Sapore di sala

Aladdin, il ladruncolo di Agrabah, compie 30 anni

Il ladruncolo di Agrabah compie 30 anni.

Il 25 novembre 1992 usciva, infatti, al cinema quello che è considerato il 31esimo classico Disney: Aladdin. Un mix tra Aladino e Il ladro di Bagdad, il film d’animazione è basato sul famoso racconto persiano di Aladino e la lampada meravigliosa contenuto nella raccolta di novelle orientali Le mille e una notte. Diretto da Ron Clements e John Musker, Aladdin è celebre anche e soprattutto per la colonna sonora e l’iconico brano A Whole New World (tradotto in italiano con Il mondo è mio), di Alan Menken e Tim Rice, entrambi insigniti del premio Oscar.

Apprezzato fin da subito da pubblico e critica, Aladdin è riuscito a sfruttare al meglio la base dalla quale si sviluppa apportando modifiche ed elementi adatti al gusto di spettatori occidentali e più giovani. Tra le differenze sostanziali, per esempio, l’inserimento di elementi umoristici e avventurosi e la cancellazione di quelli più violenti ed erotici. E ancora la figura della principessa che, oltre a cambiare nome in Jasmine, è presentata come una ragazza musulmana moderna.

Ma tra i punti di forza del classico d’animazione non sono da tralasciare i richiami ad altre opere, sia letterarie sia cinematografiche. Una su tutte l’inserimento del pappagallo, collaboratore di Jafar, di nome Iago, chiaro riferimento all’antagonista della celebre tragedia shakespeariana di Otello. Non è un caso, infatti, che il pappagallo sia proprio l’aiutante dell’antagonista, ma soprattutto è colui al quale viene in mente di tramare alle spalle del protagonista.

Ancora oggi tra i classici più apprezzati, a distanza di 30 anni dall’uscita, chiunque sarebbe in grado di notare una somiglianza tra Aladdin e il mitico Indiana Jones, per esempio, in grado di fuggire e cavarsela sempre in ogni situazione (il parallelismo della reclusione nella grotta è solo uno dei tanti).
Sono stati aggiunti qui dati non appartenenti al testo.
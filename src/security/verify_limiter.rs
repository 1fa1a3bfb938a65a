use crate::models::address::Address;
use dashmap::DashMap;
use std::net::IpAddr;

/// Length of one counting window, in seconds
pub const WINDOW_SECS: u64 = 60;

#[derive(Clone, Copy, Debug, PartialEq, Eq)]
struct Window {
    started: u64,
    attempts: u32,
}

/// Fixed-window cap on verification attempts per (client IP, target address)
///
/// Refused attempts are not counted, so a client that keeps hammering one
/// address is released as soon as its window rolls over.
pub struct VerifyLimiter {
    windows: DashMap<(IpAddr, Address), Window>,
    max_attempts: u32,
}

impl VerifyLimiter {
    pub fn new(max_attempts: u32) -> Self {
        Self {
            windows: DashMap::new(),
            max_attempts,
        }
    }

    /// Count one attempt. False once the pair has used up its window.
    pub fn try_acquire(&self, ip: IpAddr, address: Address, now: u64) -> bool {
        let mut window = self.windows.entry((ip, address)).or_insert(Window {
            started: now,
            attempts: 0,
        });

        if now.saturating_sub(window.started) >= WINDOW_SECS {
            *window = Window {
                started: now,
                attempts: 0,
            };
        }

        if window.attempts >= self.max_attempts {
            return false;
        }
        window.attempts += 1;
        true
    }

    /// Drop windows that have rolled over
    pub fn prune(&self, now: u64) {
        self.windows
            .retain(|_, window| now.saturating_sub(window.started) < WINDOW_SECS);
    }

    pub fn len(&self) -> usize {
        self.windows.len()
    }

    pub fn is_empty(&self) -> bool {
        self.windows.is_empty()
    }
}

#[cfg(test)]
mod tests {
    use super::*;
    use std::net::{Ipv4Addr, Ipv6Addr};

    const CLIENT: IpAddr = IpAddr::V4(Ipv4Addr::new(192, 168, 1, 1));

    #[test]
    fn test_caps_attempts_per_window() {
        let limiter = VerifyLimiter::new(3);
        let target = Address::from(222);

        for _ in 0..3 {
            assert!(limiter.try_acquire(CLIENT, target, 1000));
        }
        assert!(!limiter.try_acquire(CLIENT, target, 1000));
        assert!(!limiter.try_acquire(CLIENT, target, 1059));
    }

    #[test]
    fn test_refused_attempts_do_not_extend_the_window() {
        let limiter = VerifyLimiter::new(1);
        let target = Address::from(222);

        assert!(limiter.try_acquire(CLIENT, target, 1000));
        for t in 1001..1010 {
            assert!(!limiter.try_acquire(CLIENT, target, t));
        }
        assert!(limiter.try_acquire(CLIENT, target, 1060));
        assert!(!limiter.try_acquire(CLIENT, target, 1061));
    }

    #[test]
    fn test_targets_are_limited_separately() {
        let limiter = VerifyLimiter::new(1);

        assert!(limiter.try_acquire(CLIENT, Address::from(222), 1000));
        assert!(!limiter.try_acquire(CLIENT, Address::from(222), 1000));
        assert!(limiter.try_acquire(CLIENT, Address::from(333), 1000));
        assert!(limiter.try_acquire(IpAddr::V6(Ipv6Addr::LOCALHOST), Address::from(222), 1000));
        assert_eq!(limiter.len(), 3);
    }

    #[test]
    fn test_prune_drops_rolled_over_windows() {
        let limiter = VerifyLimiter::new(10);
        limiter.try_acquire(CLIENT, Address::from(1), 1000);
        limiter.try_acquire(CLIENT, Address::from(2), 1050);

        limiter.prune(1070);
        assert_eq!(limiter.len(), 1);

        limiter.prune(2000);
        assert!(limiter.is_empty());
    }
}
// Metrics endpoint

use crate::core::error::ApiError;
use crate::core::state::AppState;
use crate::models::api::ApiKeyQuery;
use crate::utils::auth::verify_api_key;
use axum::{
    extract::{Query, State},
    http::StatusCode,
    response::{IntoResponse, Json, Response},
};
use std::sync::Arc;
use tracing::warn;

/// Returns JSON with registry statistics including:
/// - Registrations, verifications, match/mismatch counts, match rate
/// - Alerts raised and rejected calls
/// - Registered and active users
/// - Uptime and verifications per second
///
/// Requires valid API key for authentication.
pub async fn metrics_handler(
    State(state): State<Arc<AppState>>,
    Query(params): Query<ApiKeyQuery>,
) -> Result<Response, ApiError> {
    if !verify_api_key(&params.api_key, &state.config.security.api_key) {
        warn!("Unauthorized metrics access attempt");
        return Err(ApiError::InvalidApiKey);
    }

    let registry = state.lock_registry()?;
    let snapshot = state.metrics.get_snapshot(&registry);

    Ok((StatusCode::OK, Json(snapshot)).into_response())
}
Per non parlare di tutto ciò che viene messo in mostra dal Genio, da Pinocchio a La sirenetta.

E, a proposito di Genio, è forse lui la vera rivelazione dell’intero film, nonché chiave di successo, anche a distanza di tre decenni. A impreziosire una figura che già visivamente riesce a trasmettere un bel carico di emozioni, ci pensano i doppiatori. Se da una parte, nella versione originale, c’è la voce del compianto Robin Williams, talmente debordante da costringere gli animatori a rifare intere sequenze, dall’altra, nel doppiaggio italiano, troviamo Gigi Proietti, la cui performance è stata e rimane iconica, tanto nella parte parlata quanto nelle canzoni, altrettanto celebri.

Ma il genio, in quanto genialità, è presente in primis nella figura del tappeto magico, il solo personaggio (fatta eccezione per la scimmietta Abu, in grado comunque di emettere suoni) capace di trasmettere emozioni e far capire i propri stati d’animo con l’uso esclusivo dell’animazione e della computer graphic. Non ha occhi né bocca né tantomeno, naturalmente, fattezze umane: è un tappeto a tutti gli effetti. Ciononostante piccoli e grandi sono in grado, allo stesso modo, di capire cosa pensa e cosa prova questo attante quasi inarrivabile anche con titoli successivi, sia nel campo dell’animazione sia in altri.

Tanto è stato il successo del film che ha portato alla realizzazione di due sequel (Il ritorno di Jafar e Aladdin e il re dei ladri) e anche a un più recente live action, con alcune rivisitazioni rispetto alla storia animata.

Nonostante i tratti bidimensionali e una grafica più spigolosa che si discosta dal tratto tondeggiante tipico dei classici Disney dell’epoca, sono da apprezzare le trovate e le gag, talvolta anche più smaliziate del solito in modo tale da renderle adatte anche a un pubblico più adulto. O comunque per farle apprezzare da un pubblico che adulto è adesso e che, 30 anni fa, ha amato semplicemente la storia, l’avventura e l’animazione.